Anyway, on to the point reflected in the title of this post.

I wonder if Judge Real wasn’t made impatient because of the electronic notice. With electronic this and electronic that, we (as a society) expect everything to happen now.

By the time I was admitted to the bar in 1992, faxes were common. Car phones were widespread (though handheld cell phones were not), though somewhat pricey. My first firm (more than 1200 lawyers strong at the time) was still using Wang word processing in its LA office and e-mail had not yet been implemented firm-wide, if I recall correctly. Portable computers were heavy and hugely expensive. So things have accelerated greatly in the 15 short years since I became a lawyer.

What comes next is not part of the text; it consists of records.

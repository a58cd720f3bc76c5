use std::collections::HashMap;
use std::path::PathBuf;

use clap::Parser;
use itertools::Itertools;
use judge::{play_game, GameResult, Player, PlayerConfig, Recorder};
use rand::rngs::StdRng;
use rand::SeedableRng;
use tracing::{debug, info, warn};
use tracing_subscriber::filter::{LevelFilter, Targets};
use tracing_subscriber::layer::SubscriberExt;
use tracing_subscriber::util::SubscriberInitExt;

#[derive(Parser)]
struct Args {
    /// Path to the config JSON files of players
    #[clap(num_args(2..), value_delimiter = ' ')]
    player_configs: Vec<PathBuf>,

    /// How many games each pair of players plays
    #[arg(short, long, default_value_t = 100)]
    num_games: usize,

    /// RNG seed
    #[arg(long)]
    seed: Option<u64>,

    /// After this many turns without a winner, a game is a tie
    #[arg(long, default_value_t = 200)]
    max_turns: usize,

    /// Stop a matchup as soon as one player makes an illegal move
    #[arg(short, long, default_value_t = false)]
    stop_on_illegal_move: bool,

    /// Record the game's interactions as JSON files into this directory
    #[arg(short, long)]
    record_games_to_directory: Option<PathBuf>,

    /// A log level among "off", "error", "warn", "info", "debug", "trace"
    #[arg(short, long, default_value = "info")]
    log_level: LevelFilter,
}

/// Results of the games between two players, indexed by player.
#[derive(Debug, Default, PartialEq, Eq)]
struct MatchScore {
    wins: [usize; 2],
    illegal_moves: [usize; 2],
    ties: usize,
}

impl MatchScore {
    fn num_games(&self) -> usize {
        self.wins[0] + self.wins[1] + self.ties
    }

    /// Counts an illegal move as a win for the other player.
    fn add(&mut self, result: &GameResult) {
        match *result {
            GameResult::WonByPlayer { player_idx } => self.wins[player_idx] += 1,
            GameResult::Tie => self.ties += 1,
            GameResult::IllegalMoveByPlayer { player_idx, .. } => {
                self.wins[1 - player_idx] += 1;
                self.illegal_moves[player_idx] += 1;
            }
        }
    }

    fn percentages(&self) -> [f32; 3] {
        let num_games = self.num_games().max(1) as f32;
        [
            self.wins[0] as f32 / num_games * 100.0,
            self.wins[1] as f32 / num_games * 100.0,
            self.ties as f32 / num_games * 100.0,
        ]
    }

    fn summary(&self, names: [&str; 2]) -> String {
        let mut summary = String::from("End result:");
        for idx in 0..2 {
            summary += &format!("\n- {} wins by {}", self.wins[idx], names[idx]);
            let illegal = self.illegal_moves[1 - idx];
            if illegal > 0 {
                summary += &format!(" ({} through illegal moves by {})", illegal, names[1 - idx]);
            }
        }
        summary += &format!("\n- {} ties", self.ties);
        summary
    }
}

fn play_matchup(
    player_1: &mut Player,
    player_2: &mut Player,
    args: &Args,
    rng: &mut StdRng,
    recorder: &mut Option<Recorder>,
) -> anyhow::Result<MatchScore> {
    let mut match_score = MatchScore::default();

    for game_idx in 0..args.num_games {
        let result = play_game(rng, player_1, player_2, args.max_turns, recorder)?;
        match &result {
            GameResult::WonByPlayer { player_idx } => {
                let winner = [&player_1.name, &player_2.name][*player_idx];
                debug!(%winner, game_idx, "Game won");
            }
            GameResult::Tie => debug!(game_idx, "Tie"),
            GameResult::IllegalMoveByPlayer { player_idx, err } => {
                let player = [&player_1.name, &player_2.name][*player_idx];
                warn!(%player, game_idx, %err, "Illegal move by player");
            }
        }
        match_score.add(&result);
        if args.stop_on_illegal_move && matches!(result, GameResult::IllegalMoveByPlayer { .. }) {
            break;
        }
    }

    eprintln!("{}", match_score.summary([&player_1.name, &player_2.name]));
    Ok(match_score)
}

// prints an upper triangular matrix of the results of the tournament
fn print_tournament_results(
    player_configs: &[PlayerConfig],
    match_results: &HashMap<(usize, usize), MatchScore>,
) {
    println!("\nTournament results (p1 win %, p2 win %, tie %):\n");
    print!(" {:19} |", "p1 ↓           p2 →");
    for config in player_configs.iter().rev() {
        print!(" {:19} |", config.nick);
    }
    println!();
    for (i, config) in player_configs.iter().enumerate() {
        println!("{}", "---------------------|".repeat(player_configs.len() - i + 1));
        print!(" {:19} |", config.nick);
        for j in (0..player_configs.len()).rev() {
            if i >= j {
                print!("    ");
            } else if let Some(score) = match_results.get(&(i, j)) {
                let [win_1, win_2, tie] = score.percentages();
                print!("{:5.1}% {:5.1}% {:5.1}% |", win_1, win_2, tie);
            } else {
                print!(" {:19} |", "N/A");
            }
        }
        println!();
    }
    println!("---------------------|");
}

fn main() -> anyhow::Result<()> {
    let args = Args::parse();

    initialize_logging(args.log_level);

    // Get a random seed
    let seed = args.seed.unwrap_or_else(rand::random);
    info!(seed);
    let mut rng = StdRng::seed_from_u64(seed);

    let mut recorder = match &args.record_games_to_directory {
        Some(dir_path) => Some(Recorder::new(dir_path.clone())?),
        None => None,
    };

    let player_configs = args
        .player_configs
        .iter()
        .map(|path| PlayerConfig::load(path))
        .collect::<anyhow::Result<Vec<PlayerConfig>>>()?;

    let mut match_results = HashMap::new();
    for (i1, i2) in (0..player_configs.len()).tuple_combinations() {
        let mut player_1 = Player::from_config(&player_configs[i1])?;
        let mut player_2 = Player::from_config(&player_configs[i2])?;
        info!(
            player_1 = %player_1.name,
            player_2 = %player_2.name,
            "Starting matchup"
        );

        let match_score = play_matchup(&mut player_1, &mut player_2, &args, &mut rng, &mut recorder)?;
        player_1.bye()?;
        player_2.bye()?;

        match_results.insert((i1, i2), match_score);
    }

    if player_configs.len() > 2 {
        print_tournament_results(&player_configs, &match_results);
    }

    Ok(())
}

fn initialize_logging(level: LevelFilter) {
    let format = tracing_subscriber::fmt::format()
        .with_target(false)
        .compact();

    let filter = Targets::new().with_default(level);

    tracing_subscriber::registry()
        .with(tracing_subscriber::fmt::layer().event_format(format))
        .with(filter)
        .init();
}

#[cfg(test)]
mod tests {
    use teeko::IllegalMove;

    use super::*;

    #[test]
    fn illegal_moves_count_for_the_opponent() {
        let mut score = MatchScore::default();
        score.add(&GameResult::WonByPlayer { player_idx: 0 });
        score.add(&GameResult::Tie);
        score.add(&GameResult::IllegalMoveByPlayer {
            player_idx: 0,
            err: IllegalMove::RelocationInDropPhase,
        });
        assert_eq!(
            score,
            MatchScore {
                wins: [1, 1],
                illegal_moves: [1, 0],
                ties: 1,
            }
        );
        assert_eq!(score.num_games(), 3);
        assert_eq!(
            score.summary(["alice", "bob"]),
            "End result:\n\
             - 1 wins by alice\n\
             - 1 wins by bob (1 through illegal moves by alice)\n\
             - 1 ties"
        );
    }

    #[test]
    fn percentages_of_an_empty_match() {
        assert_eq!(MatchScore::default().percentages(), [0.0, 0.0, 0.0]);
    }
}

I recall a partner at one of my BigLaw firms reminiscing in the mid-90’s about the “good old days” before fax machines. She thought the practice of law was much more civil before faxes. Fax machines, in her mind, were a leading cause of threatening letters sent by opposing counsel on Friday afternoons demanding detailed responses by Monday morning . . . or sooner. The same partner usually made a point of being totally incommunicado when on vacation.

My favorite anecdote regarding the impatience that technology breeds came from an an associate at Baker & McKenzie (where I spent my 2L summer in 1991), who once saw two attorneys in Los Angeles pacing back and forth impatiently outside the firm’s mailroom, cursing under their breath. When he asked why, they responded that they were faxing a contract and “it’s taking three minutes per page for this contract to get to Tokyo!”

While properly leveraging technology can make your life easier, I have some sympathy for (and sometimes count myself among) those who believe that, in many respects, technology just makes us work harder!